■ About this exercise
Write down, unchanged, the entries from the first line through the line holding "header value. Required.". Include no other line.

Stored data entries:
----------

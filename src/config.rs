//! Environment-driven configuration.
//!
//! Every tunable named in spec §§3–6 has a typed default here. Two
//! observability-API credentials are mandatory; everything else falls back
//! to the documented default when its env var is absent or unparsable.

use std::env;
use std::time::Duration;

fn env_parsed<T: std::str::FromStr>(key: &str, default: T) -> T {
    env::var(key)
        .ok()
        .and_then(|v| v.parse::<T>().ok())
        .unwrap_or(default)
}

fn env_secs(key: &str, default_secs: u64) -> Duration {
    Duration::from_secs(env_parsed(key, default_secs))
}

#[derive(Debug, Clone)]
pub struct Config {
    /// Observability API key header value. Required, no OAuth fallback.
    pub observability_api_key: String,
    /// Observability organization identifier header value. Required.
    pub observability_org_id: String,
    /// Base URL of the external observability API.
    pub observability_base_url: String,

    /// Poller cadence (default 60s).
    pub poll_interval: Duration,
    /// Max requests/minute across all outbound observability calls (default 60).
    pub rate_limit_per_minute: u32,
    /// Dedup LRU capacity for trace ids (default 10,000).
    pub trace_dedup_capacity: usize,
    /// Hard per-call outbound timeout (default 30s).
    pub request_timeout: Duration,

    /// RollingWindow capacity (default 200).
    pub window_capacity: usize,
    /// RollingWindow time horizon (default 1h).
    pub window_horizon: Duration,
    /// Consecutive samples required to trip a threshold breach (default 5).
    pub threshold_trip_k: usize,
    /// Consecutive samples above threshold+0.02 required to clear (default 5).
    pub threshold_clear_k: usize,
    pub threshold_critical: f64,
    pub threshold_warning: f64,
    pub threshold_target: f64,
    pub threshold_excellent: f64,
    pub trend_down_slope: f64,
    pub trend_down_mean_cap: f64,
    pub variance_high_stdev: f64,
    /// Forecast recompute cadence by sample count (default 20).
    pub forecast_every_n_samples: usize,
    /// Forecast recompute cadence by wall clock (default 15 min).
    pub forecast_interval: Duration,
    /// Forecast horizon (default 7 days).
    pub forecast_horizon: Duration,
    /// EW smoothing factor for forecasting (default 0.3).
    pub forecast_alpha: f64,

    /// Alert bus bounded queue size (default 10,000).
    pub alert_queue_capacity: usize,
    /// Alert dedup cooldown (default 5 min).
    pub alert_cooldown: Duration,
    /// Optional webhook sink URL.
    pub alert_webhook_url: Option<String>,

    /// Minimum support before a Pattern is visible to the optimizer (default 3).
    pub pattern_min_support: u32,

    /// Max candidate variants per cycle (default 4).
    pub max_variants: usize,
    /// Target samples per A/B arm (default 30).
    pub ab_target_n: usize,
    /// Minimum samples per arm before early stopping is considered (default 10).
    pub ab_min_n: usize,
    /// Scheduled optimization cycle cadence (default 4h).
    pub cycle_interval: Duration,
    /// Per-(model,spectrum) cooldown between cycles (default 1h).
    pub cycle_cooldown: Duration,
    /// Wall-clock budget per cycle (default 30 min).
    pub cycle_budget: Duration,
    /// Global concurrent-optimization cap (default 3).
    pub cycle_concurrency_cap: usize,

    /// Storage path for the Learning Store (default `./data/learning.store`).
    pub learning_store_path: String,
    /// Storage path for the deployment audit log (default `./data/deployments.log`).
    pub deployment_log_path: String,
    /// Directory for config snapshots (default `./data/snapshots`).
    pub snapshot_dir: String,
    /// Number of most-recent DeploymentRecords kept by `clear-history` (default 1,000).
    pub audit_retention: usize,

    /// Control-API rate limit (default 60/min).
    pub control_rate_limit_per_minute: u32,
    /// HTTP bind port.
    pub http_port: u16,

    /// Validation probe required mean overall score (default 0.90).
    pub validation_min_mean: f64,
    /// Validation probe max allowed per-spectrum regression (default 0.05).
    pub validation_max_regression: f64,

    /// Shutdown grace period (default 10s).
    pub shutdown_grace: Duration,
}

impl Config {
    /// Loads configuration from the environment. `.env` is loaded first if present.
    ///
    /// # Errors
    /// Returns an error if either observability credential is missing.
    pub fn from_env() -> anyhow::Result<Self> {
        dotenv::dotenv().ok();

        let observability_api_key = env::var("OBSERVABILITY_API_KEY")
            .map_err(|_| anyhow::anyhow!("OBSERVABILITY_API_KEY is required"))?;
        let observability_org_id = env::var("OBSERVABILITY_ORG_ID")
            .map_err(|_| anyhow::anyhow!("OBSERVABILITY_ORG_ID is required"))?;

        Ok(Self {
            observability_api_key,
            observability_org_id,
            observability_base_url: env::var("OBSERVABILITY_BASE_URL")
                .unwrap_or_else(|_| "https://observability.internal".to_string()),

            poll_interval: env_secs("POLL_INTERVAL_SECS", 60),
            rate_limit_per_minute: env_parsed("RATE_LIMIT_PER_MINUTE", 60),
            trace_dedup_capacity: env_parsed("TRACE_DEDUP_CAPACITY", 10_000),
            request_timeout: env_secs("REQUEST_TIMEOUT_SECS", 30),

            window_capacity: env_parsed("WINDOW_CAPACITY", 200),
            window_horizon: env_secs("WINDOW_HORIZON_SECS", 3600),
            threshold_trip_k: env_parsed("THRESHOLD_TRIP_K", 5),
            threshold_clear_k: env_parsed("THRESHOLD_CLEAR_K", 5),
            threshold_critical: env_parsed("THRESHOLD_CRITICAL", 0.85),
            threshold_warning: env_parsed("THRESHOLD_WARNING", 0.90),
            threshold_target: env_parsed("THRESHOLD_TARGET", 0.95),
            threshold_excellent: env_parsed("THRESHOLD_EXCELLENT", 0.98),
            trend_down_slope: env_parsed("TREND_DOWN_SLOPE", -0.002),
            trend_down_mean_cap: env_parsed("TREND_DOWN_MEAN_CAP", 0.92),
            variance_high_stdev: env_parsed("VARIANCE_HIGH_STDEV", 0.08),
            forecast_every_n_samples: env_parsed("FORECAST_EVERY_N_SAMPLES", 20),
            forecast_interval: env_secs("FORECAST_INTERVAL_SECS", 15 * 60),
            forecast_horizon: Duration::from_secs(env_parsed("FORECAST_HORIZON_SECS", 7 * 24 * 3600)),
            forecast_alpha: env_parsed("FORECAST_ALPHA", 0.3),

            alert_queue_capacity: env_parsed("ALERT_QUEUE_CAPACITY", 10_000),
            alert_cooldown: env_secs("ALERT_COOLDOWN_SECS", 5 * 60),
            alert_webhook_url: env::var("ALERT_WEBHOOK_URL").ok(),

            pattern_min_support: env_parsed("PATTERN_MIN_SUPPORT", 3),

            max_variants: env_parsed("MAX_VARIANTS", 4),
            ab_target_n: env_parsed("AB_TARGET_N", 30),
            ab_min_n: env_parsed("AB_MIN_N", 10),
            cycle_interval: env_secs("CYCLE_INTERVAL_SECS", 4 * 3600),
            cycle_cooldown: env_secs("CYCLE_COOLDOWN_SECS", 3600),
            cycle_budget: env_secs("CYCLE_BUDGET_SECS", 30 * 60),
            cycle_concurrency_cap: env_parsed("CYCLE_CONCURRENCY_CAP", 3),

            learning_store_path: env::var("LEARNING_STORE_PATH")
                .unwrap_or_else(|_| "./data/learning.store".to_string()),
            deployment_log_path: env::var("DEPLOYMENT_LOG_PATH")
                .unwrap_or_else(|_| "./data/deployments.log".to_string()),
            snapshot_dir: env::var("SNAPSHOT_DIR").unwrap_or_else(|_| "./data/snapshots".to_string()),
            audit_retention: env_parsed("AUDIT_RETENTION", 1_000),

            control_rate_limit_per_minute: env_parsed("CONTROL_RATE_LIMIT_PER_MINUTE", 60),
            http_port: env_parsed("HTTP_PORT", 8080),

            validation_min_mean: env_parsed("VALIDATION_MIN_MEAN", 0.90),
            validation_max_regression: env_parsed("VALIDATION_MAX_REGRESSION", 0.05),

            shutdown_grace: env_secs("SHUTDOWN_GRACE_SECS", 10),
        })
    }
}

----------

■ Exercise solution
filename src/config.rs
//! Environment-driven configuration.
//!
//! Every tunable named in spec §§3–6 has a typed default here. Two
//! observability-API credentials are mandatory; everything else falls back
//! to the documented default when its env var is absent or unparsable.

use std::env;
use std::time::Duration;

fn env_parsed<T: std::str::FromStr>(key: &str, default: T) -> T {
    env::var(key)
        .ok()
        .and_then(|v| v.parse::<T>().ok())
        .unwrap_or(default)
}

fn env_secs(key: &str, default_secs: u64) -> Duration {
    Duration::from_secs(env_parsed(key, default_secs))
}

#[derive(Debug, Clone)]
pub struct Config {
    /// Observability API key header value. Required, no OAuth fallback.
    pub observability_api_key: String,
    /// Observability organization identifier header value. Required.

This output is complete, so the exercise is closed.